Less than four weeks later Britain was at war and Wrenthorpe Colliery miners were keen to enlist.

Leeds Mercury
Tuesday 8 September 1914

MINERS TO THE FORE

Eighty-four miners from Wrenthorpe Colliery, near Wakefield, have joined the colours, and about 100 have gone from Park Hill Colliery.

Another dispute over a well

Leeds Intelligencer
Saturday 5 June 1858

A CHARGE OF ASSAULT AGAINST “PROPHET” WROE

At the Court House [Wakefield], on Monday last, Mr Wroe, better known as “Prophet Wroe”, was charged with having assaulted an old woman named Jane Ramsden, at Carr Gate, on the 18th ult. The affair arose out of a dispute which exists between Wroe and some of the persons in that locality regarding their right to take water out of a well situated on his property. On the day in question the complainant went to the well, and got a pitcher of water, when Mr Wroe went up to her, seized hold of her, “shook” her, and took her pitcher from her and poured out the water. Witnesses were called who stated that they were in the habit of getting water from the well for the last 15 years. Mr Shaw, who (instructed by Mr Barratt), appeared for Mr Wroe, said all that the defendant had done was done in the bona fide assertion of his right. A man had as much right to order another out of his field as out of his house. In the present instance, Mr Wroe had only, after repeated warning, used the necessary force to turn the complainant off his property. Witnesses were called who stated that Mr Wroe had only ordered the woman off, and that no unnecessary violence was used. The case was dismissed.

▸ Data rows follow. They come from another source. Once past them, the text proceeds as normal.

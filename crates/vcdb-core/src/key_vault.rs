//! Master password gate and custody of the database key.
//!
//! The key is random and lives only in the secure store (and in memory while
//! unlocked). The password merely unlocks access to it: the config file holds
//! an Argon2id verification hash that is checked before the store is touched.

use crate::crypto::{check_password_strength, EncryptionKey, KdfParams};
use crate::error::{Result, VaultError};
use crate::master_record::MasterKeyRecord;
use crate::secure_store::SecureKeyStore;
use std::fs;
use std::io::ErrorKind;
use std::path::{Path, PathBuf};
use std::sync::Arc;
use tracing::{info, warn};

pub const KEY_ENTRY_NAME: &str = "database-encryption-key";

pub struct KeyVault {
    config_path: PathBuf,
    store: Arc<dyn SecureKeyStore>,
    entry_name: String,
    kdf: KdfParams,
}

impl KeyVault {
    pub fn new(config_path: impl AsRef<Path>, store: Arc<dyn SecureKeyStore>, kdf: KdfParams) -> Self {
        Self {
            config_path: config_path.as_ref().to_path_buf(),
            store,
            entry_name: KEY_ENTRY_NAME.to_string(),
            kdf,
        }
    }

    /// Use a different secure-store entry, e.g. one per vault directory.
    pub fn with_entry_name(mut self, name: impl Into<String>) -> Self {
        self.entry_name = name.into();
        self
    }

    pub fn config_path(&self) -> &Path {
        &self.config_path
    }

    pub fn is_initialized(&self) -> bool {
        self.config_path.exists()
    }

    pub fn record(&self) -> Result<MasterKeyRecord> {
        MasterKeyRecord::load(&self.config_path)?.ok_or(VaultError::NotInitialized)
    }

    pub fn setup(&self, password: &str) -> Result<EncryptionKey> {
        self.setup_with(password, |_| Ok(()))
    }

    /// Generate and store a new key, run `init` with it, then write the
    /// config. The config is written last, so a vault whose config exists
    /// always has a confirmed key and an initialized database. A crash before
    /// that point leaves the vault uninitialized and setup can be retried.
    pub fn setup_with<F>(&self, password: &str, init: F) -> Result<EncryptionKey>
    where
        F: FnOnce(&EncryptionKey) -> Result<()>,
    {
        if self.is_initialized() {
            return Err(VaultError::AlreadyInitialized);
        }
        check_password_strength(password)?;

        let key = EncryptionKey::generate();
        self.store_key(&key)?;
        init(&key)?;

        let record = MasterKeyRecord::new(password, self.kdf)?;
        record.save(&self.config_path)?;
        info!(fingerprint = %key.fingerprint(), "vault set up");
        Ok(key)
    }

    pub fn unlock(&self, password: &str) -> Result<EncryptionKey> {
        self.verify(password)?;
        let key = self.load_key()?;
        info!("vault key released");
        Ok(key)
    }

    /// Check `password` against the config without touching the secure store.
    pub fn verify(&self, password: &str) -> Result<MasterKeyRecord> {
        let record = self.record()?;
        if !record.verify(password)? {
            warn!("unlock rejected: password mismatch");
            return Err(VaultError::InvalidPassword);
        }
        Ok(record)
    }

    /// Replace the password and rotate the database key.
    ///
    /// `rekey` must re-encrypt the database under the key it is given and
    /// return only once that is durable. Nothing in the secure store or the
    /// config changes until it has succeeded. If the new key then cannot be
    /// stored, the old key is written back to the store and `rekey` is
    /// called again with it, so the store and the database agree.
    pub fn change_password<F>(&self, old: &str, new: &str, mut rekey: F) -> Result<EncryptionKey>
    where
        F: FnMut(&EncryptionKey) -> Result<()>,
    {
        let mut record = self.verify(old)?;
        check_password_strength(new)?;
        let old_key = self.load_key()?;
        let new_key = EncryptionKey::generate();

        rekey(&new_key)?;

        if let Err(store_err) = self.store_key(&new_key) {
            warn!(error = %store_err, "storing rotated key failed; reverting database key");
            // the write may have landed even though confirming it failed
            if let Err(e) = self.store.set(&self.entry_name, old_key.as_bytes()) {
                warn!(error = %e, "restoring previous key in secure store failed");
            }
            if let Err(revert_err) = rekey(&old_key) {
                warn!(error = %revert_err, "reverting database key failed");
                return Err(VaultError::Keychain(format!(
                    "{store_err}; database could not be reverted: {revert_err}"
                )));
            }
            return Err(store_err);
        }

        record.set_password(new, self.kdf)?;
        record.save(&self.config_path)?;
        info!(fingerprint = %new_key.fingerprint(), "password changed and key rotated");
        Ok(new_key)
    }

    pub fn update_preferences(
        &self,
        idle_timeout_minutes: Option<u32>,
        lock_on_minimize: Option<bool>,
    ) -> Result<MasterKeyRecord> {
        let mut record = self.record()?;
        if let Some(minutes) = idle_timeout_minutes {
            record.idle_timeout_minutes = minutes;
        }
        if let Some(flag) = lock_on_minimize {
            record.lock_on_minimize = flag;
        }
        record.save(&self.config_path)?;
        Ok(record)
    }

    /// Forget the vault: drop the stored key and the config file.
    pub fn reset(&self) -> Result<()> {
        self.store.delete(&self.entry_name)?;
        match fs::remove_file(&self.config_path) {
            Ok(()) => {}
            Err(e) if e.kind() == ErrorKind::NotFound => {}
            Err(e) => return Err(e.into()),
        }
        warn!("vault credentials reset");
        Ok(())
    }

    fn store_key(&self, key: &EncryptionKey) -> Result<()> {
        self.store.set(&self.entry_name, key.as_bytes())?;
        match self.store.get(&self.entry_name)? {
            Some(stored) if stored.as_slice() == key.as_bytes() => Ok(()),
            _ => Err(VaultError::Keychain(
                "key read back from secure store does not match".into(),
            )),
        }
    }

    fn load_key(&self) -> Result<EncryptionKey> {
        let bytes = self
            .store
            .get(&self.entry_name)?
            .ok_or(VaultError::KeyNotFound)?;
        EncryptionKey::from_slice(&bytes)
            .map_err(|_| VaultError::Keychain("stored key has the wrong length".into()))
    }
}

More trouble at Wrenthorpe WM Club

Yorkshire Evening Post
Friday 22 September 1905

A WAKEFIELD CLUB OFFICIAL AND THE FUNDS

To-day, at Wakefield, Eli Bateman, miner. Wrenthorpe, and Albert Moorby, also a miner, of Wrenthorpe, were summoned for withholding or misapplying the sums of £29. 10s. 2d. and £11. 14s. 6d. respectively, the moneys of the Wrenthorpe Working Men’s Club. The hearing of the case lasted some hours.

Mr J R Green prosecuted, and asked be allowed to withdraw the case against Moorby, who had repaid the money due from him as secretary the club.

The magistrates agreed.

Bateman was fined £1 and £1. 5s. 6d. costs, and an order made upon him to pay the deficiency, £31. 15s. 8d. in all, or two months’ imprisonment.

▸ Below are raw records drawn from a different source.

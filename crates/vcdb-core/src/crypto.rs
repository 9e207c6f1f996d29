use crate::error::{Result, VaultError};
use argon2::{Algorithm, Argon2, Params, Version};
use rand::rngs::OsRng;
use rand::RngCore;
use serde::{Deserialize, Serialize};
use sha2::{Digest, Sha256};
use zeroize::{Zeroize, ZeroizeOnDrop, Zeroizing};

pub const KEY_LEN: usize = 32;
pub const SALT_LEN: usize = 32;
pub const PASSWORD_HASH_LEN: usize = 32;
pub const MIN_PASSWORD_LEN: usize = 8;

pub const KDF_TIME_COST: u32 = 3;
pub const KDF_MEMORY_COST: u32 = 65536; // 64MB
pub const KDF_PARALLELISM: u32 = 4;

/// The 256-bit data-encryption key. Random, never derived from the password.
#[derive(Clone, Zeroize, ZeroizeOnDrop)]
pub struct EncryptionKey([u8; KEY_LEN]);

impl EncryptionKey {
    pub fn generate() -> Self {
        let mut bytes = [0u8; KEY_LEN];
        OsRng.fill_bytes(&mut bytes);
        Self(bytes)
    }

    pub fn from_slice(bytes: &[u8]) -> Result<Self> {
        let arr: [u8; KEY_LEN] = bytes.try_into().map_err(|_| {
            VaultError::InvalidInput(format!(
                "encryption key must be {KEY_LEN} bytes, got {}",
                bytes.len()
            ))
        })?;
        Ok(Self(arr))
    }

    pub fn as_bytes(&self) -> &[u8; KEY_LEN] {
        &self.0
    }

    /// Short public identifier for the key; safe to store next to ciphertext.
    pub fn fingerprint(&self) -> String {
        let digest = Sha256::digest(self.0);
        hex::encode(&digest[..8])
    }
}

impl PartialEq for EncryptionKey {
    fn eq(&self, other: &Self) -> bool {
        constant_time_eq(&self.0, &other.0)
    }
}

impl Eq for EncryptionKey {}

impl std::fmt::Debug for EncryptionKey {
    fn fmt(&self, f: &mut std::fmt::Formatter<'_>) -> std::fmt::Result {
        write!(f, "EncryptionKey({})", self.fingerprint())
    }
}

/// Argon2id cost parameters for the password verification hash.
#[derive(Debug, Clone, Copy, PartialEq, Eq, Serialize, Deserialize)]
#[serde(rename_all = "camelCase")]
pub struct KdfParams {
    pub memory_kib: u32,
    pub iterations: u32,
    pub parallelism: u32,
}

impl Default for KdfParams {
    fn default() -> Self {
        Self {
            memory_kib: KDF_MEMORY_COST,
            iterations: KDF_TIME_COST,
            parallelism: KDF_PARALLELISM,
        }
    }
}

impl KdfParams {
    /// Minimal cost. Only for tests and throwaway vaults.
    pub fn insecure_fast() -> Self {
        Self {
            memory_kib: 1024,
            iterations: 1,
            parallelism: 1,
        }
    }
}

pub fn hash_password(
    password: &str,
    salt: &[u8],
    params: &KdfParams,
) -> Result<Zeroizing<[u8; PASSWORD_HASH_LEN]>> {
    let params = Params::new(
        params.memory_kib,
        params.iterations,
        params.parallelism,
        Some(PASSWORD_HASH_LEN),
    )
    .map_err(|e| VaultError::InvalidInput(format!("argon2 params: {e}")))?;
    let argon = Argon2::new(Algorithm::Argon2id, Version::V0x13, params);
    let mut out = Zeroizing::new([0u8; PASSWORD_HASH_LEN]);
    argon
        .hash_password_into(password.as_bytes(), salt, &mut out[..])
        .map_err(|e| VaultError::InvalidInput(format!("argon2 hash: {e}")))?;
    Ok(out)
}

pub fn verify_password(
    password: &str,
    salt: &[u8],
    params: &KdfParams,
    expected: &[u8],
) -> Result<bool> {
    let actual = hash_password(password, salt, params)?;
    Ok(constant_time_eq(&actual[..], expected))
}

pub fn check_password_strength(password: &str) -> Result<()> {
    if password.chars().count() < MIN_PASSWORD_LEN {
        return Err(VaultError::InvalidInput(format!(
            "password too short; minimum {MIN_PASSWORD_LEN} characters"
        )));
    }
    Ok(())
}

pub fn generate_salt() -> [u8; SALT_LEN] {
    let mut salt = [0u8; SALT_LEN];
    OsRng.fill_bytes(&mut salt);
    salt
}

pub fn sha256_hex(bytes: &[u8]) -> String {
    hex::encode(Sha256::digest(bytes))
}

fn constant_time_eq(a: &[u8], b: &[u8]) -> bool {
    if a.len() != b.len() {
        return false;
    }
    a.iter().zip(b).fold(0u8, |acc, (x, y)| acc | (x ^ y)) == 0
}

#[cfg(test)]
mod tests {
    use super::*;

    #[test]
    fn generated_keys_differ() {
        let a = EncryptionKey::generate();
        let b = EncryptionKey::generate();
        assert_ne!(a, b);
        assert_eq!(a, a.clone());
    }

    #[test]
    fn debug_does_not_leak_key_bytes() {
        let key = EncryptionKey::from_slice(&[0xAB; KEY_LEN]).unwrap();
        let rendered = format!("{key:?}");
        assert!(!rendered.contains(&hex::encode([0xABu8; KEY_LEN])));
        assert!(rendered.contains(&key.fingerprint()));
    }

    #[test]
    fn from_slice_rejects_wrong_length() {
        assert!(EncryptionKey::from_slice(&[1u8; 16]).is_err());
    }

    #[test]
    fn password_hash_verifies_only_the_right_password() {
        let params = KdfParams::insecure_fast();
        let salt = generate_salt();
        let hash = hash_password("Str0ngP@ss", &salt, &params).unwrap();
        assert!(verify_password("Str0ngP@ss", &salt, &params, &hash[..]).unwrap());
        assert!(!verify_password("str0ngP@ss", &salt, &params, &hash[..]).unwrap());
    }

    #[test]
    fn same_password_different_salt_gives_different_hash() {
        let params = KdfParams::insecure_fast();
        let a = hash_password("pw-pw-pw-pw", &generate_salt(), &params).unwrap();
        let b = hash_password("pw-pw-pw-pw", &generate_salt(), &params).unwrap();
        assert_ne!(&a[..], &b[..]);
    }

    #[test]
    fn short_passwords_are_rejected() {
        assert!(check_password_strength("short").is_err());
        assert!(check_password_strength("long enough").is_ok());
    }
}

Magistrates give James Wroe the needle

Controversies involving immunisation campaigns are nothing new. Around 120 years before the MMR arguments in the late 1990s, ‘Prophet’ John Wroe’s heir, James, is up before local magistrates for not vaccinating his child, presumably against small pox.

Edinburgh Evening News
Saturday 1 February 1879

THE BAD EFFECTS VACCINATION

Four persons in well-to-do circumstances, residing in Wakefield and the district, were summoned yesterday before the burgh and West Riding magistrates by the vaccination officer for neglecting have their children vaccinated…

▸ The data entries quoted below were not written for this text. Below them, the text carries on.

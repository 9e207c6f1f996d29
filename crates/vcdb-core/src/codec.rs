//! Encrypted container for the database image.
//!
//! Current layout (all offsets in bytes):
//!
//! ```text
//! [ magic "VCDB" (4) | version u16 BE (2) | nonce (12) | tag (16) | ciphertext ]
//! ```
//!
//! Files written before the header existed start directly at the nonce:
//!
//! ```text
//! [ nonce (12) | tag (16) | ciphertext ]
//! ```
//!
//! AEAD is AES-256-GCM with a fresh random nonce per encode.

use crate::crypto::EncryptionKey;
use crate::error::{Result, VaultError};
use aes_gcm::aead::generic_array::GenericArray;
use aes_gcm::aead::{AeadInPlace, KeyInit};
use aes_gcm::Aes256Gcm;
use rand::rngs::OsRng;
use rand::RngCore;
use zeroize::Zeroizing;

pub const BLOB_MAGIC: &[u8; 4] = b"VCDB";
pub const CURRENT_FORMAT_VERSION: u16 = 1;
pub const NONCE_LEN: usize = 12;
pub const TAG_LEN: usize = 16;
pub const ALGORITHM: &str = "AES-256-GCM";

const VERSION_LEN: usize = 2;
const PREFIX_LEN: usize = BLOB_MAGIC.len() + VERSION_LEN;

/// Container revision, resolved once from the leading bytes.
#[derive(Debug, Clone, Copy, PartialEq, Eq)]
pub enum BlobFormat {
    /// Pre-versioning files without magic or version.
    Legacy,
    V1,
}

#[derive(Debug, Clone, Copy, PartialEq, Eq)]
struct BlobLayout {
    nonce_at: usize,
    tag_at: usize,
    body_at: usize,
}

impl BlobLayout {
    const fn starting_at(offset: usize) -> Self {
        Self {
            nonce_at: offset,
            tag_at: offset + NONCE_LEN,
            body_at: offset + NONCE_LEN + TAG_LEN,
        }
    }
}

impl BlobFormat {
    pub fn detect(blob: &[u8]) -> Result<Self> {
        if blob.len() < BLOB_MAGIC.len() || &blob[..BLOB_MAGIC.len()] != BLOB_MAGIC {
            return Ok(BlobFormat::Legacy);
        }
        if blob.len() < PREFIX_LEN {
            return Err(VaultError::DecryptionFailed);
        }
        let version = u16::from_be_bytes([blob[4], blob[5]]);
        Self::from_version(version)
    }

    pub fn from_version(version: u16) -> Result<Self> {
        match version {
            1 => Ok(BlobFormat::V1),
            other => Err(VaultError::UnsupportedVersion(other)),
        }
    }

    /// Version number as written in the header; 0 for legacy files.
    pub fn version(self) -> u16 {
        match self {
            BlobFormat::Legacy => 0,
            BlobFormat::V1 => 1,
        }
    }

    fn layout(self) -> BlobLayout {
        match self {
            BlobFormat::Legacy => BlobLayout::starting_at(0),
            BlobFormat::V1 => BlobLayout::starting_at(PREFIX_LEN),
        }
    }

    pub fn header_len(self) -> usize {
        self.layout().body_at
    }
}

/// What can be learned about a blob without the key.
#[derive(Debug, Clone, Copy, PartialEq, Eq)]
pub struct BlobInfo {
    pub format: BlobFormat,
    pub header_len: usize,
    pub ciphertext_len: usize,
}

pub fn inspect(blob: &[u8]) -> Result<BlobInfo> {
    let format = BlobFormat::detect(blob)?;
    let header_len = format.header_len();
    if blob.len() < header_len {
        return Err(VaultError::DecryptionFailed);
    }
    Ok(BlobInfo {
        format,
        header_len,
        ciphertext_len: blob.len() - header_len,
    })
}

pub fn encode(plaintext: &[u8], key: &EncryptionKey) -> Result<Vec<u8>> {
    let cipher = Aes256Gcm::new(GenericArray::from_slice(key.as_bytes()));
    let mut nonce = [0u8; NONCE_LEN];
    OsRng.fill_bytes(&mut nonce);

    let layout = BlobFormat::V1.layout();
    let mut out = Vec::with_capacity(layout.body_at + plaintext.len());
    out.extend_from_slice(BLOB_MAGIC);
    out.extend_from_slice(&CURRENT_FORMAT_VERSION.to_be_bytes());
    out.extend_from_slice(&nonce);
    out.extend_from_slice(&[0u8; TAG_LEN]);
    out.extend_from_slice(plaintext);

    let tag = cipher
        .encrypt_in_place_detached(
            GenericArray::from_slice(&nonce),
            b"",
            &mut out[layout.body_at..],
        )
        .map_err(|_| VaultError::InvalidInput("plaintext too large to encrypt".into()))?;
    out[layout.tag_at..layout.body_at].copy_from_slice(&tag);
    Ok(out)
}

pub fn decode(blob: &[u8], key: &EncryptionKey) -> Result<Zeroizing<Vec<u8>>> {
    let format = BlobFormat::detect(blob)?;
    let layout = format.layout();
    if blob.len() < layout.body_at {
        return Err(VaultError::DecryptionFailed);
    }
    let nonce = &blob[layout.nonce_at..layout.tag_at];
    let tag = &blob[layout.tag_at..layout.body_at];

    let cipher = Aes256Gcm::new(GenericArray::from_slice(key.as_bytes()));
    let mut buffer = Zeroizing::new(blob[layout.body_at..].to_vec());
    cipher
        .decrypt_in_place_detached(
            GenericArray::from_slice(nonce),
            b"",
            &mut buffer[..],
            GenericArray::from_slice(tag),
        )
        .map_err(|_| VaultError::DecryptionFailed)?;
    Ok(buffer)
}

/// Build a pre-versioning blob. Kept for compatibility tests and fixtures.
pub fn encode_legacy(plaintext: &[u8], key: &EncryptionKey) -> Result<Vec<u8>> {
    let mut blob = encode(plaintext, key)?;
    blob.drain(..PREFIX_LEN);
    Ok(blob)
}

Mr Wroe, of Melbourne House, Carr Gate, and son [sic] of the late “Prophet Wroe,” the leader the followers of Johanna Southcotte, was charged with a similar offence. Mr Wroe said that vaccination was contrary to the law of Moses, and as he had religious and conscientious, objections to it, refused to obey the law. He was ordered to have his child vaccinated, and to pay 15s. for costs.